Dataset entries
__________
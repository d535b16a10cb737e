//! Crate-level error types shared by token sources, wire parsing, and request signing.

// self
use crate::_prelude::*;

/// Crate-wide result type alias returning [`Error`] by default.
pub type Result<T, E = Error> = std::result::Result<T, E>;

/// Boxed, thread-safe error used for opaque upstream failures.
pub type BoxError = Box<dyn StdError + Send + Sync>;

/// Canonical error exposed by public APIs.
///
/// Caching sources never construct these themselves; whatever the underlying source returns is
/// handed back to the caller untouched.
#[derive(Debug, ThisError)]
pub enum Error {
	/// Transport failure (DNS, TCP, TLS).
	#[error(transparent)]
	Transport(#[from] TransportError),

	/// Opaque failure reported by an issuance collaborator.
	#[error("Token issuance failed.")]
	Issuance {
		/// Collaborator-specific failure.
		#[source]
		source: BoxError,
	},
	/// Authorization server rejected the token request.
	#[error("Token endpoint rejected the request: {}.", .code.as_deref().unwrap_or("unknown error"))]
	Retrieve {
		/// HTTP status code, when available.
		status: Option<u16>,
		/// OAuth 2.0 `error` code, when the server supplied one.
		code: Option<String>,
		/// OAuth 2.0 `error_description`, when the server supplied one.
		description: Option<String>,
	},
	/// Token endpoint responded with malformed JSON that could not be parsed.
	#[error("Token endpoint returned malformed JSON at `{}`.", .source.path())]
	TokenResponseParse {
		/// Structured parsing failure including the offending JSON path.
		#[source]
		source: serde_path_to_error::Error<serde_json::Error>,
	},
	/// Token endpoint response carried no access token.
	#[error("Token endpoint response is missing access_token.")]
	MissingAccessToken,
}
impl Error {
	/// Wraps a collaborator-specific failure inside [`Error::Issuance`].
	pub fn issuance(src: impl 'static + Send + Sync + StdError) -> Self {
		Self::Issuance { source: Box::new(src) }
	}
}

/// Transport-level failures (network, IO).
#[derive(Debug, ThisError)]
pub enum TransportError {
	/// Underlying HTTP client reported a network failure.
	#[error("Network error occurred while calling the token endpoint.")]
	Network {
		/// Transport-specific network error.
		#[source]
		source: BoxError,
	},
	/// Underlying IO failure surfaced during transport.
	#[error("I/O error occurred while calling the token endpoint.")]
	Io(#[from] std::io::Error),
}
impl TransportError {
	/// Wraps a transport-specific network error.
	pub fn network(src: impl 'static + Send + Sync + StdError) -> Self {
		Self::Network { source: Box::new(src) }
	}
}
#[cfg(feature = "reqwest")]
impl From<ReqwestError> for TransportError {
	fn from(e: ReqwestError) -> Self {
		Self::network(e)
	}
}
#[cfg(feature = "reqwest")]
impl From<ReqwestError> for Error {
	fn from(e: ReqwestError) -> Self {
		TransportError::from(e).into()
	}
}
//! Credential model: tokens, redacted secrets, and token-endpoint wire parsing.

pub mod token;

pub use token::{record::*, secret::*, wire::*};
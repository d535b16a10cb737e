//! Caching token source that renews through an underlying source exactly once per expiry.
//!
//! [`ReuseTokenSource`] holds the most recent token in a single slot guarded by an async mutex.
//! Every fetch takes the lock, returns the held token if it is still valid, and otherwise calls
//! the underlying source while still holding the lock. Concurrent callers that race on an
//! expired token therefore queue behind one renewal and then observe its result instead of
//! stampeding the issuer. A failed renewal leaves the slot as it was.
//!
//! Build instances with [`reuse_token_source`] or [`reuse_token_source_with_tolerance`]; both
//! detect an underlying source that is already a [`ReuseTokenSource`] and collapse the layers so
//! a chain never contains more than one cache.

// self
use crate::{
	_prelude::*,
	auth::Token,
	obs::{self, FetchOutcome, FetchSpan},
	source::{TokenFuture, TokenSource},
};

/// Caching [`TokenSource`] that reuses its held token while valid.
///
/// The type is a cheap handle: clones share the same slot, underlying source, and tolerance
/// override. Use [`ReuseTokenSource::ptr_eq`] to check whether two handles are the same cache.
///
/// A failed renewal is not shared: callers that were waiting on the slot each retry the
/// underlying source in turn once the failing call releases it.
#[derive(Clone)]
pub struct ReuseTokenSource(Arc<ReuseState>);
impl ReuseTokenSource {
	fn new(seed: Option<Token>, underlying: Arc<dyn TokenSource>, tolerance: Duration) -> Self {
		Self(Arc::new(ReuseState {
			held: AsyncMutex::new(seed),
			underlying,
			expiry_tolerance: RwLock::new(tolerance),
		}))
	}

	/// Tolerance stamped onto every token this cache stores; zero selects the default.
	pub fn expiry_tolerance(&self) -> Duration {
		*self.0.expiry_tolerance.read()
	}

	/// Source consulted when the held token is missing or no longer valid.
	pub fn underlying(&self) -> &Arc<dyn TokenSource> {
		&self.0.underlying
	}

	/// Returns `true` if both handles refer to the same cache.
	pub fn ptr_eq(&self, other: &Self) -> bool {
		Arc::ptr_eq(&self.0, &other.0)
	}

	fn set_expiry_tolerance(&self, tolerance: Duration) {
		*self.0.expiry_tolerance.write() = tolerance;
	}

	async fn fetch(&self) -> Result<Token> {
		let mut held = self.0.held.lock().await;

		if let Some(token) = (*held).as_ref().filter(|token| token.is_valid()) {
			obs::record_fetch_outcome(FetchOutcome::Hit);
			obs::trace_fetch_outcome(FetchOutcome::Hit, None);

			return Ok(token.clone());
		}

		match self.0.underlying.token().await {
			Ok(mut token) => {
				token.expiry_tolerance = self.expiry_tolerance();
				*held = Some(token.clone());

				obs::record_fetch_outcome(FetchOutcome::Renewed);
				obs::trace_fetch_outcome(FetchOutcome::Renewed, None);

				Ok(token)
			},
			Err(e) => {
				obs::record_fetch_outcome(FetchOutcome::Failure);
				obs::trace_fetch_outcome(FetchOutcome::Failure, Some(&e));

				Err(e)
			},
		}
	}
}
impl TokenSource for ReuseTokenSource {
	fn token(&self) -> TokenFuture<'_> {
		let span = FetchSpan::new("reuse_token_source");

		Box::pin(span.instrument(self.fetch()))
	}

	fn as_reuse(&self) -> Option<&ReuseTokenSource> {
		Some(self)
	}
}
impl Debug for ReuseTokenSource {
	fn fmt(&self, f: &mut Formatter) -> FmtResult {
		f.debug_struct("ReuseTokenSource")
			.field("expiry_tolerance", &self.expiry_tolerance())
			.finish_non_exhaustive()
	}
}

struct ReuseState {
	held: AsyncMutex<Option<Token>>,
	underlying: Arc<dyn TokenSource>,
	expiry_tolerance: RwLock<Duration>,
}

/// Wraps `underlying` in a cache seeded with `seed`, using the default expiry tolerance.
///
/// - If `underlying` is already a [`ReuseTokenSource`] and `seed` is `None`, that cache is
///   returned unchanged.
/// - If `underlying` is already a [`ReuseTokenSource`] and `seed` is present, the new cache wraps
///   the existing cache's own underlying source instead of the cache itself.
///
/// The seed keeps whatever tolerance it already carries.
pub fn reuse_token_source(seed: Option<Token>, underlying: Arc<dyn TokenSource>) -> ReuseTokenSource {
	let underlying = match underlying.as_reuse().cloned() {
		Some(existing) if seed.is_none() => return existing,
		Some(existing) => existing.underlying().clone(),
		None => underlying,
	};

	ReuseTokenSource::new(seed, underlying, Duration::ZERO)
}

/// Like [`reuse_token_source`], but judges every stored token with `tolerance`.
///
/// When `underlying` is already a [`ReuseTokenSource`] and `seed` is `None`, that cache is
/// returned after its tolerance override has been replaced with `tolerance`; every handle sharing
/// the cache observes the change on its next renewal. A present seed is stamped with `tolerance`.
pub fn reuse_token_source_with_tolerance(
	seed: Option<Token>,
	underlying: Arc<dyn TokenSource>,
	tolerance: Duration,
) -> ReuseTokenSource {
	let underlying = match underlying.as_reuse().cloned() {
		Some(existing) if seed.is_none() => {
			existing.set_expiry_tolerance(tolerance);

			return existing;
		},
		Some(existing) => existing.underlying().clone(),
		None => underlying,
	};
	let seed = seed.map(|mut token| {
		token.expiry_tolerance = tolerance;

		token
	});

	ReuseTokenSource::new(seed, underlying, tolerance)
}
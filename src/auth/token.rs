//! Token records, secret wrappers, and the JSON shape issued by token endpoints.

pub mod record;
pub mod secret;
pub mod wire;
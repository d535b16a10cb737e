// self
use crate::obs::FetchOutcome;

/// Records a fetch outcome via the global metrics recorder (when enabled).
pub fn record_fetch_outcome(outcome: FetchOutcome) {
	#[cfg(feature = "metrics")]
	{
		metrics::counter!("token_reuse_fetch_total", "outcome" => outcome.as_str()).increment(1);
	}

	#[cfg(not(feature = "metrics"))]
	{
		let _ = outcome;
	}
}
__________
Problem statement —
Print the lines above from the one with "the token request." through the one with "not be parsed.", both included, exactly as written and nothing more.

Task answer —
	/// Authorization server rejected the token request.
	#[error("Token endpoint rejected the request: {}.", .code.as_deref().unwrap_or("unknown error"))]
	Retrieve {
		/// HTTP status code, when available.
		status: Option<u16>,
		/// OAuth 2.0 `error` code, when the server supplied one.
		code: Option<String>,
		/// OAuth 2.0 `error_description`, when the server supplied one.
		description: Option<String>,
	},
	/// Token endpoint responded with malformed JSON that could not be parsed.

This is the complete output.